7. Recolección de tejidos

  1. Dentro de un gabinete de bioseguridad, douse el neonato con 70% etanol para evitar la contaminación. Poner el animal en su lado derecho.
  2. Usando fórceps, agarra la piel en un punto entre el abdomen y la pierna izquierda trasera y haz una incisión con tijeras quirúrgicas de punta fina. Continúe cortando la piel moviéndose hacia arriba hacia la parte posterior. Progresa hasta que todo el bazo esté expuesto.
  3. Usa los fórceps para agarrar el bazo y extraerlo del abdomen, usando tijeras para desconectar el tejido conectivo. Coloque el bazo en la solución adecuada para su aplicación posterior.
  4. Para obtener los pulmones, pelar la piel del pecho por completo.
  5. Entrando en la base del esternón con tijeras sujetas verticalmente, corte hacia arriba hasta que la caja torácica se divida.
  6. Usa fórceps para agarrar los pulmones derecho e izquierdo individualmente y retíralos de la cavidad torácica. Retire el corazón del tejido pulmonar cortando con tijeras.
  7. Coloque el pulmón en la solución adecuada para su aplicación posterior. Para el aislamiento de ARN, utilice 500 l de tiocianato/fenol de guanidina (GTCP). Para la histopatología, utilice 5 ml de formalina con búfer neutro al 10%.

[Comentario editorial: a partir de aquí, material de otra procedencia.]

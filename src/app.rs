use crate::state::app_settings::AppSettings;
use crate::state::app_state::{
    AppState, IndexState, MATCH_COLUMNS, POOL_COLUMNS, TournamentState,
};
use log::{debug, warn};
use scores_api::{Tournament, TournamentSummary, group_by_round, group_by_stage};

#[derive(Copy, Clone, Debug, Default, PartialEq)]
pub enum MenuItem {
    #[default]
    Matches,
    Pools,
    Bracket,
    Rankings,
    Info,
    Help,
}

pub struct App {
    pub settings: AppSettings,
    pub state: AppState,
}

impl App {
    pub fn with_settings(settings: AppSettings) -> Self {
        let app = Self { state: AppState::default(), settings };

        if let Some(level) = app.settings.log_level {
            log::set_max_level(level);
            tui_logger::set_default_level(level);
        }

        app
    }

    // -----------------------------------------------------------------------
    // Network response handlers: called from main_ui_loop
    // -----------------------------------------------------------------------

    pub fn on_index_loaded(&mut self, tournaments: Vec<TournamentSummary>) {
        let current = self.state.tournament.active_slug();
        self.state.picker.selected = current
            .and_then(|slug| tournaments.iter().position(|t| t.slug == slug))
            .unwrap_or(0);
        self.state.index = IndexState::Loaded(tournaments);
        if current.is_none() {
            self.state.picker.open = true;
        }
    }

    pub fn on_index_failed(&mut self, message: String) {
        self.state.index = IndexState::Failed(message);
    }

    /// Apply a loaded tournament if it still belongs to the active selection.
    /// Returns false when the response was stale and has been dropped.
    pub fn on_tournament_loaded(&mut self, slug: String, tournament: Tournament) -> bool {
        if self.state.tournament.active_slug() != Some(slug.as_str()) {
            debug!("dropping stale response for {slug}");
            return false;
        }
        self.state.last_error = None;
        self.state.tournament = TournamentState::Loaded { slug, tournament };
        self.clamp_selections();
        true
    }

    pub fn on_tournament_failed(&mut self, slug: String, message: String) -> bool {
        if self.state.tournament.active_slug() != Some(slug.as_str()) {
            debug!("dropping stale failure for {slug}");
            return false;
        }
        self.state.tournament = TournamentState::Failed { slug, message };
        true
    }

    /// A failed refresh keeps the data already on screen.
    pub fn on_refresh_failed(&mut self, slug: String, message: String) {
        if self.state.tournament.active_slug() != Some(slug.as_str()) {
            return;
        }
        warn!("refresh of {slug} failed: {message}");
        if self.state.tournament.loaded().is_some() {
            self.state.last_error = Some(message);
        } else {
            self.state.tournament = TournamentState::Failed { slug, message };
        }
    }

    // -----------------------------------------------------------------------
    // Tournament selection
    // -----------------------------------------------------------------------

    /// Start showing `slug`. The caller sends the matching load request.
    pub fn select_tournament(&mut self, slug: String) {
        self.state.reset_views();
        self.settings.last_tournament = Some(slug.clone());
        self.settings.save();
        self.state.tournament = TournamentState::Loading { slug };
    }

    /// Tournament to load at startup, if any.
    pub fn startup_selection(&self) -> Option<String> {
        self.settings.last_tournament.clone()
    }

    /// Slug to reload on a refresh tick; only a tournament already on screen
    /// is refreshed.
    pub fn refresh_target(&self) -> Option<String> {
        match &self.state.tournament {
            TournamentState::Loaded { slug, .. } => Some(slug.clone()),
            _ => None,
        }
    }

    pub fn open_picker(&mut self) {
        self.state.picker.open = true;
        self.state.editing_search = false;
    }

    pub fn close_picker(&mut self) {
        self.state.picker.open = false;
    }

    pub fn picker_down(&mut self) {
        let len = self.state.index.tournaments().len();
        self.state.picker.down(len);
    }

    pub fn picker_up(&mut self) {
        self.state.picker.up();
    }

    /// Select the highlighted index entry. Returns the slug to load.
    pub fn picker_confirm(&mut self) -> Option<String> {
        let slug = self
            .state
            .index
            .tournaments()
            .get(self.state.picker.selected)?
            .slug
            .clone();
        self.state.picker.open = false;
        self.select_tournament(slug.clone());
        Some(slug)
    }

    // -----------------------------------------------------------------------
    // Tab management
    // -----------------------------------------------------------------------

    pub fn update_tab(&mut self, next: MenuItem) {
        if self.state.active_tab == next {
            return;
        }
        self.state.editing_search = false;
        self.state.previous_tab = self.state.active_tab;
        self.state.active_tab = next;
    }

    pub fn exit_help(&mut self) {
        if self.state.active_tab == MenuItem::Help {
            self.state.active_tab = self.state.previous_tab;
        }
    }

    pub fn toggle_show_logs(&mut self) {
        self.state.show_logs = !self.state.show_logs;
    }

    pub fn toggle_full_screen(&mut self) {
        self.settings.full_screen = !self.settings.full_screen;
        self.settings.save();
    }

    // -----------------------------------------------------------------------
    // Matches table
    // -----------------------------------------------------------------------

    pub fn start_search(&mut self) {
        self.state.editing_search = true;
    }

    pub fn finish_search(&mut self) {
        self.state.editing_search = false;
    }

    pub fn matches_column_next(&mut self) {
        self.state.matches.column_next(&MATCH_COLUMNS);
    }

    pub fn matches_column_prev(&mut self) {
        self.state.matches.column_prev();
    }

    pub fn matches_sort(&mut self) {
        self.state.matches.sort_by_cursor(&MATCH_COLUMNS);
    }

    pub fn matches_row_down(&mut self) {
        let len = self.visible_match_count();
        self.state.matches.row_down(len);
    }

    pub fn matches_row_up(&mut self) {
        self.state.matches.row_up();
    }

    fn visible_match_count(&self) -> usize {
        self.state
            .tournament
            .loaded()
            .map(|t| self.state.matches.controls.apply(&t.scores).len())
            .unwrap_or(0)
    }

    // -----------------------------------------------------------------------
    // Pools
    // -----------------------------------------------------------------------

    pub fn pools_next(&mut self) {
        let count = self.pool_sizes().len();
        self.state.pools.next_pool(count);
    }

    pub fn pools_prev(&mut self) {
        self.state.pools.prev_pool();
    }

    pub fn pools_column_next(&mut self) {
        self.state.pools.table.column_next(&POOL_COLUMNS);
    }

    pub fn pools_column_prev(&mut self) {
        self.state.pools.table.column_prev();
    }

    pub fn pools_sort(&mut self) {
        self.state.pools.table.sort_by_cursor(&POOL_COLUMNS);
    }

    pub fn pools_row_down(&mut self) {
        let len = self
            .pool_sizes()
            .get(self.state.pools.selected_pool)
            .copied()
            .unwrap_or(0);
        self.state.pools.table.row_down(len);
    }

    pub fn pools_row_up(&mut self) {
        self.state.pools.table.row_up();
    }

    /// Match count per pool, in pool-name order.
    fn pool_sizes(&self) -> Vec<usize> {
        self.state
            .tournament
            .loaded()
            .map(|t| group_by_stage(&t.scores).pools.values().map(Vec::len).collect())
            .unwrap_or_default()
    }

    // -----------------------------------------------------------------------
    // Bracket
    // -----------------------------------------------------------------------

    pub fn bracket_next_round(&mut self) {
        let count = self.round_sizes().len();
        self.state.bracket.next_round(count);
    }

    pub fn bracket_prev_round(&mut self) {
        self.state.bracket.prev_round();
    }

    pub fn bracket_seed_down(&mut self) {
        let len = self
            .round_sizes()
            .get(self.state.bracket.selected_round)
            .copied()
            .unwrap_or(0);
        self.state.bracket.seed_down(len);
    }

    pub fn bracket_seed_up(&mut self) {
        self.state.bracket.seed_up();
    }

    fn round_sizes(&self) -> Vec<usize> {
        self.state
            .tournament
            .loaded()
            .map(|t| group_by_round(&t.scores).iter().map(|r| r.matches.len()).collect())
            .unwrap_or_default()
    }

    /// Keep cursors inside the data after a refresh shrank it.
    fn clamp_selections(&mut self) {
        let pools = self.pool_sizes();
        let pool = &mut self.state.pools;
        pool.selected_pool = pool.selected_pool.min(pools.len().saturating_sub(1));
        let rows = pools.get(pool.selected_pool).copied().unwrap_or(0);
        pool.table.selected_row = pool.table.selected_row.min(rows.saturating_sub(1));

        let rounds = self.round_sizes();
        let bracket = &mut self.state.bracket;
        bracket.selected_round = bracket.selected_round.min(rounds.len().saturating_sub(1));
        let seeds = rounds.get(bracket.selected_round).copied().unwrap_or(0);
        bracket.selected_seed = bracket.selected_seed.min(seeds.saturating_sub(1));

        let matches = self.visible_match_count();
        let view = &mut self.state.matches;
        view.selected_row = view.selected_row.min(matches.saturating_sub(1));
    }
}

8. Aislamiento de ARN del tejido pulmonar para la expresión génica

  1. Pre-enfriar la microcentrífuga a 4 oC.
  2. Mince el tejido pulmonar en GTCP con tijeras. A continuación, homogeneizar el tejido con un homogeneizador alimentado por batería. Continúe hasta que la solución sea lo más uniforme posible. Incubar a temperatura ambiente durante 3-5 min.
  3. Usando puntas de pipeta filtradas, agregue 100 l de cloroformo. Invertir el tubo durante 15 s e incubar 3-5 min a temperatura ambiente.
  4. Centrífuga durante 15 min a 12.000 x g.
  5. Durante el giro, preparar tubos de 1,5 ml con 500 l de etanol al 70%. Ensamble y etiquete las columnas y los tubos de recogida del kit de aislamiento de ARN.
  6. Retire cuidadosamente la capa superior y acuosa sin alterar la capa de interfase que se formó durante la centrifugación. Coloque la capa acuosa en los tubos que contienen 70% de etanol.
  7. Mueva la mezcla de etanol y izado a la columna del tubo de recogida.
  8. A partir de este momento, siga el protocolo de producto comercial del kit de aislamiento de ARN hasta la elución final del ARN.
  9. Analice el ARN en busca de pureza y cantidad. Utilizar inmediatamente o conservar a -80 oC hasta su uso posterior.

9. síntesis de ADNn.

  1. Etiquetar los tubos PCR y reservar.
  2. Añadir 1 g de ARN a la mezcla de reacción del ADNn a larta de CINA para cada muestra.
  3. Agregue los reactivos y la plantilla al tubo PCR como se describe en el protocolo cDNA. Añadir la enzima a la mezcla en último lugar.
  4. Coloque los tubos de PCR en un termociclador con los siguientes ajustes de carrera: 5 min a 25oC, 40 min a 42oC, 15 min a 85oC y 4oC de retención final.
  5. Retire los tubos PCR del termociclo y úselos inmediatamente o guárdelos a -20 oC hasta su uso posterior.

10. Ciclo de PCR cuantitativo en tiempo real (qPCR)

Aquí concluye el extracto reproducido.